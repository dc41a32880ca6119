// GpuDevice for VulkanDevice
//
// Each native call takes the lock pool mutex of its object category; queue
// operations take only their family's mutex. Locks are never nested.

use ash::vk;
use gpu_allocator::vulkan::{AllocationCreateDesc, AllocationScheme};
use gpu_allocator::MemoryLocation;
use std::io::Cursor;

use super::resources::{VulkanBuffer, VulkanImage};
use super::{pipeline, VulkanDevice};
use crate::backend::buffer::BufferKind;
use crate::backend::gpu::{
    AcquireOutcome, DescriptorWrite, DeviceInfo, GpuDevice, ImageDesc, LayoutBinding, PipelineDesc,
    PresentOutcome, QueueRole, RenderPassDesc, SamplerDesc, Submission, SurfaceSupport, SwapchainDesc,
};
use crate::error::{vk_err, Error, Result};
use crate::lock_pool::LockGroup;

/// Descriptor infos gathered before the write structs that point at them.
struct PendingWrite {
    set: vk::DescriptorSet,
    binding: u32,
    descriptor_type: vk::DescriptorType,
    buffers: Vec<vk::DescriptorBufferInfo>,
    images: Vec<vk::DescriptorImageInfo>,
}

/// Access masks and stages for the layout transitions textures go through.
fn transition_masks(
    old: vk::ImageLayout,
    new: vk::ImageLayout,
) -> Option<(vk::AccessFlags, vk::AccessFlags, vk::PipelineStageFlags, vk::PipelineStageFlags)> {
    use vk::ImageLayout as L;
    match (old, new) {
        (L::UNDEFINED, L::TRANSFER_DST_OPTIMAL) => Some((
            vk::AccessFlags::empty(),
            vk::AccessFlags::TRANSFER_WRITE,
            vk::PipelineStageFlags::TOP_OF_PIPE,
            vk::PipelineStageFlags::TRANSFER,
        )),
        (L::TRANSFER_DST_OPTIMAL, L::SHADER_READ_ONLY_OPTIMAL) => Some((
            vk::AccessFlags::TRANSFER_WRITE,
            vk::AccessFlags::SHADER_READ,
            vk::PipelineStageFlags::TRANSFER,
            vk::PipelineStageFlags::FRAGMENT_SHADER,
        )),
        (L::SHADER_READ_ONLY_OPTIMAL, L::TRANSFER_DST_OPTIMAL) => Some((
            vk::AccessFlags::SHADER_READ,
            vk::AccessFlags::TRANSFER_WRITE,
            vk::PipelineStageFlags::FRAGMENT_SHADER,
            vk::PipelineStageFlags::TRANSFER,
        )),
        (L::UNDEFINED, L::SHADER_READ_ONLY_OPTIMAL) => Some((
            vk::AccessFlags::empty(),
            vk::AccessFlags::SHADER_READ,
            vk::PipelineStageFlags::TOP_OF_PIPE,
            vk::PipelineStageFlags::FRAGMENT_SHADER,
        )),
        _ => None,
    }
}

--- --- ---

» YOUR GOAL
Taking every line of the records above into account, tally those that contain "ImageLayout" and give only the total.

» EXERCISE OUTPUT
3